_Your task_
The answer is every line in the data below that contains the word "JsonChunkedReader".

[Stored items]
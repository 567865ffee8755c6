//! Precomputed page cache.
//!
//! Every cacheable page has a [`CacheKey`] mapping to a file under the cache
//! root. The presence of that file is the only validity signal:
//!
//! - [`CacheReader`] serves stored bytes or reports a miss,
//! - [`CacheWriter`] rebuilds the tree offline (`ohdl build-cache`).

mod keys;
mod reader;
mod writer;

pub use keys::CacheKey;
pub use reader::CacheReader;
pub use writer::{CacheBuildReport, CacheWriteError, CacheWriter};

--

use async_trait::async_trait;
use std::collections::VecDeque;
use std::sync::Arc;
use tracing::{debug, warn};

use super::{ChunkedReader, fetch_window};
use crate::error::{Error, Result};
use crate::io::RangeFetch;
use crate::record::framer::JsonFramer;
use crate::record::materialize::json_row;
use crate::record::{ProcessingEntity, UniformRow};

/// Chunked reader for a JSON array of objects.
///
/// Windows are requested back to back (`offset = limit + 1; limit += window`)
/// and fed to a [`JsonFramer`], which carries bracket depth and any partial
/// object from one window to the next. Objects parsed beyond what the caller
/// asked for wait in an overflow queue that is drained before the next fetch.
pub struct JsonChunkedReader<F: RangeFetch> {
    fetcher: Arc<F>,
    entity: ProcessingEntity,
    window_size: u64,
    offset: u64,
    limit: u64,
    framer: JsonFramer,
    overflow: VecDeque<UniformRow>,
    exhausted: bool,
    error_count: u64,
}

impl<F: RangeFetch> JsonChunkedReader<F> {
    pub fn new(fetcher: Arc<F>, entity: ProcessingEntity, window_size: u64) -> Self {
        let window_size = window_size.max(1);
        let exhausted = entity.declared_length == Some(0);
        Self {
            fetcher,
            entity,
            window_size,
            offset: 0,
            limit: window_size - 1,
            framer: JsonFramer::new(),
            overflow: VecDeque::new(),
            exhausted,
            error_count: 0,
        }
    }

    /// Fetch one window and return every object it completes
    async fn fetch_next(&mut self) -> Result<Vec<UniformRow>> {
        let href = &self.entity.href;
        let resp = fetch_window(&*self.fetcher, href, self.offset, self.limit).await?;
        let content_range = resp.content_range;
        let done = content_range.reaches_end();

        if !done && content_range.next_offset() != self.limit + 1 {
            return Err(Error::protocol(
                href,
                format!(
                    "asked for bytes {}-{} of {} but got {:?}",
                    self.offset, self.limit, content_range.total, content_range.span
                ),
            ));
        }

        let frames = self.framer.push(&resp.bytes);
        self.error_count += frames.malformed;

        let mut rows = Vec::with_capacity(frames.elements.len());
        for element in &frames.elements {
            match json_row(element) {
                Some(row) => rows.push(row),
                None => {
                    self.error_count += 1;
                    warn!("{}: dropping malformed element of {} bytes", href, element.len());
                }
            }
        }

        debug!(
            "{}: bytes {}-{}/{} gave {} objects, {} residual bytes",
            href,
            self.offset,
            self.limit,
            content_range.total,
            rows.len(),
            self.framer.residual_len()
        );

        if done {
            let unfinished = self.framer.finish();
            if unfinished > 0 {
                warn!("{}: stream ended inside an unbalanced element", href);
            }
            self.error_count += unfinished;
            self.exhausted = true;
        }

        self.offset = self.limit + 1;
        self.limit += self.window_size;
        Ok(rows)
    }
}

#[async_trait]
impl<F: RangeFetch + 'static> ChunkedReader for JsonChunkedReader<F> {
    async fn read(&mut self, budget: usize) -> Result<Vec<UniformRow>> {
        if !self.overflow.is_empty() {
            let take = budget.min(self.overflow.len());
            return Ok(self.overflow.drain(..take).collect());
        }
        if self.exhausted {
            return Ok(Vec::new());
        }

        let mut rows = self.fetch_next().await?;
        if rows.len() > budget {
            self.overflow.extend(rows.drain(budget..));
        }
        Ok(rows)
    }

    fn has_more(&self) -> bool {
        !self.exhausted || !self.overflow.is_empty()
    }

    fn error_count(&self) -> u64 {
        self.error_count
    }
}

--

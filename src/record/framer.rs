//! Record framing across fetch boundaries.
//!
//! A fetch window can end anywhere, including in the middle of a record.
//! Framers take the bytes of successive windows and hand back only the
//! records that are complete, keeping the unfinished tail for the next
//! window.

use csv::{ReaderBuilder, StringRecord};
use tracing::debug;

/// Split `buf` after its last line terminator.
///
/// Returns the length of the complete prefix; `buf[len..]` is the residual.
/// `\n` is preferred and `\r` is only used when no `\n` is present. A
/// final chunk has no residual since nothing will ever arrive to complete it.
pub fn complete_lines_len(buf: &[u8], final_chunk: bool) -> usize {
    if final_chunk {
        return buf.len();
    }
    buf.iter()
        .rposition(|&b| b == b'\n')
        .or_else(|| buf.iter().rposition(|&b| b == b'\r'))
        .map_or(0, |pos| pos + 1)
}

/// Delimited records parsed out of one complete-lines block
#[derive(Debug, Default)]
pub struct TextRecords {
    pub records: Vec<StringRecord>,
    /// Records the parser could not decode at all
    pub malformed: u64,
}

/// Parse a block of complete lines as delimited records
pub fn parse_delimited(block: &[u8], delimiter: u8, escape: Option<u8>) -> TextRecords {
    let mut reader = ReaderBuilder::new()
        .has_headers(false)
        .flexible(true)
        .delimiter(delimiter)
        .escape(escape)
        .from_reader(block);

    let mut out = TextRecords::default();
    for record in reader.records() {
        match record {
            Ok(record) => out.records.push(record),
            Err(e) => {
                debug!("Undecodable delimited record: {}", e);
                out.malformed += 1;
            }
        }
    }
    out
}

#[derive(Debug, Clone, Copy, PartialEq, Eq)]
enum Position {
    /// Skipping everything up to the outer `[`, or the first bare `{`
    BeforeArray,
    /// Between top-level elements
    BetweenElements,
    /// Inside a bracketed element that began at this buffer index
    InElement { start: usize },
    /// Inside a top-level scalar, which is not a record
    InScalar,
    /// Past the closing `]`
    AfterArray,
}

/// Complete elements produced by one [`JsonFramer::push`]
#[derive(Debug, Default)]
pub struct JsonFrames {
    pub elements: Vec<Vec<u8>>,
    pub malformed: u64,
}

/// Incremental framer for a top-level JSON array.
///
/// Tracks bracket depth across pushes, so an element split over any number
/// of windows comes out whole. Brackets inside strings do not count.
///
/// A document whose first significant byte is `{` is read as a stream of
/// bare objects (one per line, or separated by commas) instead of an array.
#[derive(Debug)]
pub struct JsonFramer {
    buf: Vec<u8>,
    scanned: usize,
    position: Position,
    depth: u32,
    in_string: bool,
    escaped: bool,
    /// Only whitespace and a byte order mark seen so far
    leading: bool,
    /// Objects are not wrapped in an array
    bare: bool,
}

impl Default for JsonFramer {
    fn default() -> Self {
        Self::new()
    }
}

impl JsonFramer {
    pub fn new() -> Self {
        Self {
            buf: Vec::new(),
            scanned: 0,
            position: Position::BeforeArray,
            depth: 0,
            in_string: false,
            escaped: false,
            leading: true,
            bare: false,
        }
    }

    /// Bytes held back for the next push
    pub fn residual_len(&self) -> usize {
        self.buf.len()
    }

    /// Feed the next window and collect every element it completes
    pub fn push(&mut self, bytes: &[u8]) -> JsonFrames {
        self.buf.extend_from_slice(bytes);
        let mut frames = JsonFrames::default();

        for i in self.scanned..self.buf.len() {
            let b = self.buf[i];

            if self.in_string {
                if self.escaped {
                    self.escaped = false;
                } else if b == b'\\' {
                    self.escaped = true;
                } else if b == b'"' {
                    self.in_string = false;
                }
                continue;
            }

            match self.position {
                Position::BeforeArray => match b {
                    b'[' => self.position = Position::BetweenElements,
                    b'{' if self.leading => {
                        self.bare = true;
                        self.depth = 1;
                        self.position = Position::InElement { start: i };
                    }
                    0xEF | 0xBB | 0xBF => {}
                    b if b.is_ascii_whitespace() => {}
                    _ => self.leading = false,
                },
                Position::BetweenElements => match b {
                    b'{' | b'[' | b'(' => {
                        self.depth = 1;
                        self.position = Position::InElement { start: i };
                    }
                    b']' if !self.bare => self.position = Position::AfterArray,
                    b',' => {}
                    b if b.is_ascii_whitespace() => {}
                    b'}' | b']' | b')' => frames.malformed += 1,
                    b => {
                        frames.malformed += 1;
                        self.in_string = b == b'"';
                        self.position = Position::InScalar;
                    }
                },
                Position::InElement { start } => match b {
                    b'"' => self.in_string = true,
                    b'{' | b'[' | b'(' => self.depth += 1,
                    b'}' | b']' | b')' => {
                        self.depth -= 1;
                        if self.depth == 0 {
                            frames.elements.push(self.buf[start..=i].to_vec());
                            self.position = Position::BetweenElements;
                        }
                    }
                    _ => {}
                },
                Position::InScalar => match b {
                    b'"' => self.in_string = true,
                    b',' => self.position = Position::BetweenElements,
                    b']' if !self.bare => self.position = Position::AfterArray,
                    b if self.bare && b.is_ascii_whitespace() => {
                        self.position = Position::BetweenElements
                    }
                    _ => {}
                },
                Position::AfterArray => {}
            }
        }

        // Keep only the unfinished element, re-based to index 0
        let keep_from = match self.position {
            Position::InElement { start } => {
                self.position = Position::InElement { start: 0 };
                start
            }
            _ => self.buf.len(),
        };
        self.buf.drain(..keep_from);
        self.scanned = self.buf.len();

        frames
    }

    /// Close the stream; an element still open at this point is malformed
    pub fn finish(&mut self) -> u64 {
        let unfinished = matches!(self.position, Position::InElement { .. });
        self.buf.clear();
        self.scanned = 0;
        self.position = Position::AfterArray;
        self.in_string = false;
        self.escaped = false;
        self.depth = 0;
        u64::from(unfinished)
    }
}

_Solution below_
pub struct JsonChunkedReader<F: RangeFetch> {
impl<F: RangeFetch> JsonChunkedReader<F> {
impl<F: RangeFetch + 'static> ChunkedReader for JsonChunkedReader<F> {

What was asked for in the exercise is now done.